Seminerde, afet risk yönetiminin bel kemiğinin psikoloji uygulamalarına dayandığı vurgulanırken, manevi hazırlık yapılmadığında sarsıntının toplumu çok derinden etkilediğine değinildi.

Sabancı Üniversitesi tarafından afet risk yönetimi ve afet sonrası müdahale sistemleri konusunda başlatılan “Toplum ve Afet Risk Yönetimi” seminer serisinin üçüncüsü 18 Nisan 2023 Salı günü gerçekleştirildi.

“Afet Risk Yönetiminde Psikoloji ve Uygulamaları”Sabancı Üniversitesi Edebiyat ve Sosyal Bilimler Fakültesi Öğretim Üyesi prof. Dr. Nebi Sümer,İnsan ve Toplum Bilimleri Fakültesi Dekanı, Medipol Üniversitesi Psikoloji Bölüm Başkanı prof. Dr. Gökhan Malkoçve TOBB ETÜ Psikoloji Bölümü Öğretim Üyesi prof. Dr. Nuray Karancıoldu.  
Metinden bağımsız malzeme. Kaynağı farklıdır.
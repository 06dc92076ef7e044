use bevy::prelude::*;
use fixture_model::{
    clamp_density, CollisionFilter, ConvexShape, Fixture, DEFAULT_DENSITY, DEFAULT_FIXTURE_NAME,
    DEFAULT_FRICTION, DEFAULT_RESTITUTION,
};
use serde::Deserialize;

/// In-progress fixture properties edited by the fixture panel.
#[derive(Debug, Clone, PartialEq)]
pub struct FixtureDraft {
    pub name: String,
    pub density: f32,
    pub restitution: f32,
    pub friction: f32,
    pub filter: CollisionFilter,
    pub sensor: bool,
}

impl FixtureDraft {
    pub fn from_fixture(fixture: &Fixture) -> Self {
        Self {
            name: fixture.name.clone(),
            density: fixture.density,
            restitution: fixture.restitution,
            friction: fixture.friction,
            filter: fixture.filter,
            sensor: fixture.sensor,
        }
    }

    /// New fixture around `shape` carrying the draft's properties. The filter is moved over as is.
    pub fn into_fixture(self, shape: ConvexShape) -> Fixture {
        let mut fixture = Fixture::new(shape);
        self.apply_to(&mut fixture);
        fixture
    }

    /// Overwrites every property of `fixture` except its shape.
    pub fn apply_to(self, fixture: &mut Fixture) {
        fixture.name = self.name;
        fixture.density = self.density;
        fixture.filter = self.filter;
        fixture.friction = self.friction;
        fixture.restitution = self.restitution;
        fixture.sensor = self.sensor;
    }
}

/// Properties a freshly opened add-fixture dialog starts from.
#[derive(Resource, Debug, Clone, PartialEq, Deserialize)]
#[serde(default)]
pub struct FixtureDefaults {
    pub name: String,
    pub density: f32,
    pub friction: f32,
    pub restitution: f32,
    pub sensor: bool,
    pub filter: CollisionFilter,
}

impl Default for FixtureDefaults {
    fn default() -> Self {
        Self {
            name: DEFAULT_FIXTURE_NAME.to_string(),
            density: DEFAULT_DENSITY,
            friction: DEFAULT_FRICTION,
            restitution: DEFAULT_RESTITUTION,
            sensor: false,
            filter: CollisionFilter::Default,
        }
    }
}

impl FixtureDefaults {
    pub fn draft(&self) -> FixtureDraft {
        FixtureDraft {
            name: self.name.clone(),
            density: clamp_density(self.density),
            restitution: self.restitution,
            friction: self.friction,
            filter: self.filter,
            sensor: self.sensor,
        }
    }
}

#[cfg(test)]
mod tests {
    use super::*;

    #[test]
    fn apply_keeps_shape() {
        let shape = ConvexShape::circle(2.0).unwrap();
        let mut fixture = Fixture::new(shape.clone());
        let mut draft = FixtureDraft::from_fixture(&fixture);
        draft.name = "wheel".into();
        draft.sensor = true;
        draft.filter = CollisionFilter::category_filter(1, 2);
        draft.apply_to(&mut fixture);
        assert_eq!(fixture.shape, shape);
        assert_eq!(fixture.name, "wheel");
        assert!(fixture.sensor);
        assert_eq!(fixture.filter, CollisionFilter::category_filter(1, 2));
    }

    #[test]
    fn defaults_clamp_density() {
        let defaults = FixtureDefaults { density: -1.0, ..Default::default() };
        assert_eq!(defaults.draft().density, fixture_model::MIN_DENSITY);
    }
}
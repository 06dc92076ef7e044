//! Sub-forms hosted by the fixture dialogs.

mod fixture;
mod shape;
mod transform;

pub use fixture::*;
pub use shape::*;
pub use transform::*;

/// Window that owns a dialog; sub-forms report invalid input through it.
pub trait DialogOwner {
    fn show_message(&mut self, title: &str, message: &str);
}

pub trait InputPanel {
    fn is_valid_input(&self) -> bool;
    fn show_invalid_input_message(&self, owner: &mut dyn DialogOwner);
}

pub(crate) const INVALID_INPUT_TITLE: &str = "Invalid Input";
Sabancı Üniversitesi Edebiyat ve Sosyal Bilimler Fakültesi Öğretim Üyesi prof. Dr. Nebi Sümer,Seminerde yaptığı konuşmada , “Afetlerde müdahale sırasında psiko-sosyal pekiştirme denilince akla psikoloji gelmektedir. Ancak kozmik afet yönetimi olarak bilinen genel kozmik modelin 4 aşaması vardır: risk ve kayıp azaltma, hazırlık, müdahale ve güzelleştirme. Her şey psikoloji ile ilgili. Diğer bir deyişle, davranış değişikliği ile risk ve kayıpların azaltılması konusunda uygun normlar ve anlayış yoksa, toplum sarsıntıya hazırlanamıyorsa, mağdurlara zamanında müdahale edilmiyorsa ve rehabilitasyon çalışmaları takip edilmiyorsa toplum, ayağa kalkamaz Bu nedenle afet risk yönetiminin omurgası psikoloji uygulamalarına dayanmaktadır.”
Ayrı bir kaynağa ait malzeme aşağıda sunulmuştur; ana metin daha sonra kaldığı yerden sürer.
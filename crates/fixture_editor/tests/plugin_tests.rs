use bevy::prelude::*;
use fixture_editor::*;
use fixture_model::{ConvexShape, FilterAxis, Fixture};

fn editor_app() -> App {
    let mut app = App::new();
    app.add_plugins(MinimalPlugins).add_plugins(FixtureEditorPlugin::default());
    app
}

fn send(app: &mut App, action: impl Into<DialogAction>) {
    app.world_mut().send_event(FixtureDialogInput(action.into()));
}

fn closed(app: &App) -> Vec<FixtureDialogClosed> {
    app.world()
        .resource::<Events<FixtureDialogClosed>>()
        .iter_current_update_events()
        .cloned()
        .collect()
}

#[test]
fn add_dialog_reports_new_fixture_for_body() {
    let mut app = editor_app();
    let body = app.world_mut().spawn_empty().id();
    app.world_mut().send_event(OpenAddFixtureDialog { body, shape: ShapeKind::Rectangle });
    app.update();
    assert!(matches!(*app.world().resource::<ActiveFixtureDialog>(), ActiveFixtureDialog::Add { .. }));

    send(&mut app, FixtureCommand::SetName("plate".into()));
    send(&mut app, TransformCommand::SetField { index: 1, text: "-1".into() });
    send(&mut app, DialogAction::Confirm);
    app.update();

    let events = closed(&app);
    assert_eq!(events.len(), 1);
    assert_eq!(events[0].target, body);
    let DialogOutcome::Added(fixture) = &events[0].outcome else {
        panic!("expected an added fixture, got {:?}", events[0].outcome);
    };
    assert_eq!(fixture.name, "plate");
    assert!(fixture.shape.centroid().distance(Vec2::new(0.0, -1.0)) < 1e-6);
    assert!(app.world().resource::<ActiveFixtureDialog>().is_none());
}

#[test]
fn invalid_input_queues_message_and_stays_open() {
    let mut app = editor_app();
    let body = app.world_mut().spawn_empty().id();
    app.world_mut().send_event(OpenAddFixtureDialog { body, shape: ShapeKind::Circle });
    app.update();

    send(&mut app, ShapeCommand::SetField { index: 0, text: "".into() });
    send(&mut app, DialogAction::Confirm);
    app.update();

    assert!(closed(&app).is_empty());
    assert_eq!(app.world().resource::<ActiveFixtureDialog>().state(), Some(DialogState::Open));
    let messages = app.world().resource::<DialogMessages>();
    assert_eq!(messages.len(), 1);
    assert_eq!(messages.current().map(|m| m.title.as_str()), Some("Invalid Input"));
}

#[test]
fn second_open_request_is_ignored_while_open() {
    let mut app = editor_app();
    let first = app.world_mut().spawn_empty().id();
    let second = app.world_mut().spawn_empty().id();
    app.world_mut().send_event(OpenAddFixtureDialog { body: first, shape: ShapeKind::Circle });
    app.world_mut().send_event(OpenAddFixtureDialog { body: second, shape: ShapeKind::Polygon });
    app.update();

    let ActiveFixtureDialog::Add { body, dialog } = app.world().resource::<ActiveFixtureDialog>() else {
        panic!("expected an open add dialog");
    };
    assert_eq!(*body, first);
    assert_eq!(dialog.shape_panel().kind(), ShapeKind::Circle);
}

#[test]
fn edit_confirm_reports_edited_copy() {
    let mut app = editor_app();
    let original = Fixture::new(ConvexShape::circle(0.5).unwrap()).with_name("wheel");
    let entity = app.world_mut().spawn(original.clone()).id();
    app.world_mut().send_event(OpenEditFixtureDialog { fixture: entity });
    app.update();

    send(&mut app, FixtureCommand::SetRestitution(80));
    send(&mut app, FixtureCommand::SelectFilterBits {
        axis: FilterAxis::Mask,
        selection: ListSelection::settled(vec![1]),
    });
    send(&mut app, DialogAction::Confirm);
    app.update();

    let events = closed(&app);
    assert_eq!(events.len(), 1);
    let DialogOutcome::Edited(edited) = &events[0].outcome else {
        panic!("expected an edit, got {:?}", events[0].outcome);
    };
    assert_eq!(events[0].target, entity);
    assert_eq!(edited.shape, original.shape);
    assert!((edited.restitution - 0.8).abs() < 1e-6);
    assert_eq!(edited.filter.mask(), 1);
}

#[test]
fn edit_cancel_leaves_component_unchanged() {
    let mut app = editor_app();
    let original = Fixture::new(ConvexShape::circle(0.5).unwrap()).with_name("wheel");
    let entity = app.world_mut().spawn(original.clone()).id();
    app.world_mut().send_event(OpenEditFixtureDialog { fixture: entity });
    app.update();

    send(&mut app, FixtureCommand::SetName("changed".into()));
    send(&mut app, FixtureCommand::SetSensor(true));
    send(&mut app, DialogAction::Cancel);
    app.update();

    let events = closed(&app);
    assert_eq!(events.len(), 1);
    assert_eq!(events[0].outcome, DialogOutcome::Canceled);
    assert_eq!(app.world().get::<Fixture>(entity), Some(&original));
}

#[test]
fn edit_request_without_fixture_is_ignored() {
    let mut app = editor_app();
    let entity = app.world_mut().spawn_empty().id();
    app.world_mut().send_event(OpenEditFixtureDialog { fixture: entity });
    app.update();
    assert!(app.world().resource::<ActiveFixtureDialog>().is_none());
}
KADINLARIN %60’I VE ERKEKLERİN %41’İ SARSMADAN YÜKSEK VEYA ÇOK YÜKSEK ETKİLENMİŞ OLDUĞUNU SÖYLÜYOR

6 Şubat’ta meydana gelen depremin yıkıcı etkisinin olduğunu hatırlatan, prof. Dr. Nebi Sümer “Depremden bir ay sonra 3-4 Mart’ta benim de katıldığım bir araştırma heyeti ile kapsamlı bir deprem araştırması yapıldı. Resmi rakamlara göre 51 bin ölü var, yaralı sayısı tam olarak bilinmiyor ama 100 binin üzerinde olduğu tahmin edilmektedir. İnanılmaz bir felaket yaşadık. Araştırmaya göre Türkiye’de her 4 kişiden biri, %27’si deprem bölgesinde bir yakınını, arkadaşını, akrabasını veya arkadaşını kaybettiğini söylüyor. Bu çok büyük bir rakam.”
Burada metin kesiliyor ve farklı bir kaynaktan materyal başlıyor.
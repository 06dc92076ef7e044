//! fixture_model: the record the fixture editors operate on.
//!
//! Responsibilities:
//! * Static category table backing the collision filter lists.
//! * `CollisionFilter` (default vs. category/mask) and the rapier pair hook
//!   that enforces it.
//! * `ConvexShape` geometry with the translate / rotate operations used when
//!   a local transform is baked into a new fixture.
//! * `Fixture` component plus conversion into rapier collider components.

pub mod category;
pub mod collider;
pub mod filter;
pub mod fixture;
pub mod hooks;
pub mod shape;

pub use category::*;
pub use collider::*;
pub use filter::*;
pub use fixture::*;
pub use hooks::*;
pub use shape::*;

use thiserror::Error;

#[derive(Debug, Error, Clone, PartialEq)]
pub enum FixtureError {
    #[error("invalid shape: {0}")]
    Shape(#[from] ShapeError),
    #[error("could not build a convex hull from {0} vertices")]
    DegenerateHull(usize),
    #[error("pixels per meter must be positive, got {0}")]
    InvalidScale(f32),
}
Depremin manevi etkisine de baktıklarını belirten, prof. Dr. Nebi Sümer,devam etti:

“Böyle büyük olaylarda, olayın etkisini ölçen manevi bir terazi vardır. Genellikle aktif dönem dediğimiz bir ay içinde etki azalır. Sadece maruz kalanlarda yüksektir. Burada durum çok daha vahim. Maruz kalma ölçeğindeki konularla karşılaştırıldığında, deprem bölgesindeki beş ilde yaşayanların %61’i depremden daha fazla veya daha fazla etkilenmiştir. Bu yüzden niyetini aklından çıkaramaz. Bundan kaçınmaya çalışıyor ya da aşırı uyarıldığı için rahatsız hissediyor. Kadınların %60’ı ve erkeklerin %41’i beyin sarsıntısından çok veya çok güçlü bir şekilde etkilendiklerini söylüyor. Bunlar inanılmaz rakamlar. Bir ay ağlamak yetmez. Olayın özü, manevi bir hazırlık olmazsa depremin toplumu çok derinden etkilemesidir.”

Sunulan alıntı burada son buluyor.